Some of the highlights include:

  • The Triple 78 Chair: This unique-looking upholstered piece looks like three chairs nailed together. But White has managed to incorporate black leather seats across the piece to unify it, while adding three primary color back rests for a pop of color and a touch of chaos. The three back rests recall the colors of Third Man Records. 
  • The Red Tree: This revival of a dead tree used a cherry-picker to paint the bare branches a brilliant red. It’s a stark and startling contrast to the rich green grass surrounding it and small dark pond providing a backdrop. 
  • Photography: This section includes a variety of photography mediums, including polaroids, double-exposure polaroids and other various digital photographs. White’s eye for capturing the mundane in a way that becomes extraordinary is on full display throughout the photography section.
  • Dead Weather Trap Kit: “Custom Ludwig drum kit designed by Jack White. The kit has been used live in The Dead Weather, in the recording and video for the James Bond franchise theme song Another Way To Die and used extensively by White himself and multiple drummers at Third Man Recording Studio.”

The display of talent goes on and on. White’s songwriting and unique, biting vocals may have driven his rise to fame but his other art can’t be ignored.

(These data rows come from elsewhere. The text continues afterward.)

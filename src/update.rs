use crate::road::RoadState;
use log::trace;
use rand::distr::{Bernoulli, Distribution};
use rand::rngs::StdRng;
use traffic_common::{SimError, Vehicle};

/// A synchronous update applied to every vehicle of a road state.
///
/// Implementations read only the given state and return a new one; the
/// generator is the run's single random stream.
pub trait UpdateRule {
    fn next_state(&self, state: &RoadState, rng: &mut StdRng) -> Result<RoadState, SimError>;
}

/// The Nagel-Schreckenberg rule: accelerate, brake to the gap, randomly
/// slow down, then move.
#[derive(Debug, Clone, Copy, Default)]
pub struct NagelSchreckenberg;

impl NagelSchreckenberg {
    /// Computes every vehicle's speed for the coming step from the frozen
    /// `state`. Consumes exactly one random draw per vehicle, in road order.
    pub fn next_speeds(&self, state: &RoadState, rng: &mut StdRng) -> Result<Vec<u32>, SimError> {
        let params = state.params();
        let slowdown = Bernoulli::new(params.slowdown_probability).map_err(|e| {
            SimError::invalid_config(format!(
                "slowdown probability {}: {}",
                params.slowdown_probability, e
            ))
        })?;

        let speeds = state
            .vehicles()
            .iter()
            .enumerate()
            .map(|(idx, vehicle)| {
                // 1. Acceleration
                let mut speed = (vehicle.speed + 1).min(params.max_speed);
                // 2. Braking
                speed = speed.min(state.gap_ahead(idx));
                // 3. Randomization
                if slowdown.sample(rng) && speed > 0 {
                    speed -= 1;
                }
                speed
            })
            .collect();
        Ok(speeds)
    }

    /// Moves every vehicle by its new speed. Vehicles that pass the end of the
    /// road come out at the front of the new ordering.
    pub fn apply_moves(&self, state: &RoadState, speeds: &[u32]) -> Result<RoadState, SimError> {
        if speeds.len() != state.vehicle_count() {
            return Err(SimError::invariant(format!(
                "{} speeds computed for {} vehicles",
                speeds.len(),
                state.vehicle_count()
            )));
        }
        let len = state.params().road_length as u64;

        let mut wrapped = 0;
        let mut moved: Vec<Vehicle> = state
            .vehicles()
            .iter()
            .zip(speeds)
            .map(|(vehicle, &speed)| {
                let target = vehicle.position as u64 + speed as u64;
                if target >= len {
                    wrapped += 1;
                }
                Vehicle::new(vehicle.id, (target % len) as u32, speed)
            })
            .collect();
        moved.rotate_right(wrapped);

        Ok(RoadState::from_sorted(*state.params(), moved))
    }
}

impl UpdateRule for NagelSchreckenberg {
    fn next_state(&self, state: &RoadState, rng: &mut StdRng) -> Result<RoadState, SimError> {
        let speeds = self.next_speeds(state, rng)?;
        let next = self.apply_moves(state, &speeds)?;
        next.validate()?;
        trace!(
            "Moved {} vehicles, {} standing",
            next.vehicle_count(),
            speeds.iter().filter(|&&s| s == 0).count()
        );
        Ok(next)
    }
}

#[cfg(test)]
mod tests {
    use super::*;
    use rand::SeedableRng;
    use traffic_common::RoadParams;

    fn road(len: u32, v_max: u32, p: f64, vehicles: &[(u32, u32)]) -> RoadState {
        let params = RoadParams::new(len, v_max, p).unwrap();
        let vehicles = vehicles
            .iter()
            .enumerate()
            .map(|(i, &(pos, speed))| Vehicle::new(i as u32, pos, speed))
            .collect();
        RoadState::new(params, vehicles)
    }

    fn positions(state: &RoadState) -> Vec<u32> {
        state.vehicles().iter().map(|v| v.position).collect()
    }

    fn speeds(state: &RoadState) -> Vec<u32> {
        state.vehicles().iter().map(|v| v.speed).collect()
    }

    #[test]
    fn test_accelerates_from_rest_and_moves() {
        let state = road(10, 2, 0.0, &[(0, 0), (3, 0), (6, 0)]);
        let mut rng = StdRng::seed_from_u64(1);
        let next = NagelSchreckenberg.next_state(&state, &mut rng).unwrap();
        assert_eq!(positions(&next), vec![1, 4, 7]);
        assert_eq!(speeds(&next), vec![1, 1, 1]);
    }

    #[test]
    fn test_brakes_to_gap() {
        // Vehicle 0 would reach speed 3 but has only one free cell ahead.
        let state = road(20, 5, 0.0, &[(0, 2), (2, 0)]);
        let mut rng = StdRng::seed_from_u64(1);
        let next = NagelSchreckenberg.next_state(&state, &mut rng).unwrap();
        let v0 = next.vehicles().iter().find(|v| v.id == 0).unwrap();
        assert_eq!(v0.speed, 1);
        assert_eq!(v0.position, 1);
    }

    #[test]
    fn test_uses_gaps_from_before_the_step() {
        // Both vehicles are bumper to bumper at rest: the follower must not
        // move into the cell the leader is vacating.
        let state = road(10, 3, 0.0, &[(4, 0), (5, 0)]);
        let mut rng = StdRng::seed_from_u64(1);
        let next = NagelSchreckenberg.next_state(&state, &mut rng).unwrap();
        assert_eq!(positions(&next), vec![4, 6]);
        assert_eq!(speeds(&next), vec![0, 1]);
    }

    #[test]
    fn test_wrapping_vehicle_moves_to_front_of_order() {
        let state = road(10, 3, 0.0, &[(2, 0), (8, 2)]);
        let mut rng = StdRng::seed_from_u64(1);
        let next = NagelSchreckenberg.next_state(&state, &mut rng).unwrap();
        // Vehicle 1 travels 3 cells from 8 to 1 and is now first in road order.
        let ids: Vec<u32> = next.vehicles().iter().map(|v| v.id).collect();
        assert_eq!(ids, vec![1, 0]);
        assert_eq!(positions(&next), vec![1, 3]);
    }

    #[test]
    fn test_certain_slowdown_reduces_every_moving_vehicle() {
        let state = road(30, 5, 1.0, &[(0, 3), (10, 0), (20, 5)]);
        let mut rng = StdRng::seed_from_u64(9);
        let next = NagelSchreckenberg.next_speeds(&state, &mut rng).unwrap();
        // accelerate to 4, 1, 5; no braking needed; then all drop by one.
        assert_eq!(next, vec![3, 0, 4]);
    }

    #[test]
    fn test_same_seed_same_outcome() {
        let state = road(100, 5, 0.5, &[(0, 0), (10, 3), (11, 1), (40, 5), (80, 2)]);
        let mut a = StdRng::seed_from_u64(42);
        let mut b = StdRng::seed_from_u64(42);
        let mut sa = state.clone();
        let mut sb = state;
        for _ in 0..50 {
            sa = NagelSchreckenberg.next_state(&sa, &mut a).unwrap();
            sb = NagelSchreckenberg.next_state(&sb, &mut b).unwrap();
        }
        assert_eq!(sa, sb);
    }

    #[test]
    fn test_apply_moves_rejects_collision() {
        let state = road(10, 3, 0.0, &[(2, 0), (4, 0)]);
        let next = NagelSchreckenberg.apply_moves(&state, &[2, 0]).unwrap();
        assert!(matches!(next.validate(), Err(SimError::InvariantViolation(_))));
    }

    #[test]
    fn test_apply_moves_rejects_speed_count_mismatch() {
        let state = road(10, 3, 0.0, &[(2, 0), (4, 0)]);
        let result = NagelSchreckenberg.apply_moves(&state, &[1]);
        assert!(matches!(result, Err(SimError::InvariantViolation(_))));
    }
}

Other Musicians Who Create Art in Other Mediums

Marilyn Manson

White is not alone in being a multi-disciplinary artist. Other famous musicians over the years have released art in other mediums, giving their fans a variety of ways to appreciate their creativity and skill. Among the most famous are:

  • David Bowie: Legendary rock artist Bowie who died in 2016 was talent incarnate. Complex shares, “It is widely known that David Bowie has also cultivated a very artistic career. From his work in performance arts as a musician, mime, and as an avant-garde actor, to his creations on canvas and in sculpture, Bowie has created a very strong presence across the world of culture and arts.” 
  • Marilyn Manson: The oft-controversial god of rock/metal is a known watercolor artist. While Manson has said that his first customers were drug dealers, the world at large has been less receptive to his paintings. However despite his lukewarm showing on the public stage, his pieces have been displayed around the world. 
  • Paul McCartney: The former Beatles star loved painting as a young man, but set down his paintbrush under the mistaken belief that only professional artists had a right to the career. However, several decades later, he decided to paint anyway and picked the brush back up again. McCartney is prolific, having created hundreds of abstract pieces by now.
  • Miles Davis: The famed musician used art to settle his mind. Per Complex, “A few years before his death, Miles Davis professed art is ‘like therapy for me, and it keeps my mind occupied with something when I’m not playing music.’ As an artist, Davis worked predominantly in pencil and paint, and his style ranged from figurative to abstract. Canvases featured recurring themes, such as intertwined androgynous figures and African tribal art.” 

It seems that sometimes, the ability to write and perform soulful music goes hand-in-hand with the ability to translate to canvas. While it certainly isn’t an industry standard that all musicians have another discipline to share with the world, White has several. Jack White Art & Design proves that his mind has overflowed with creativity.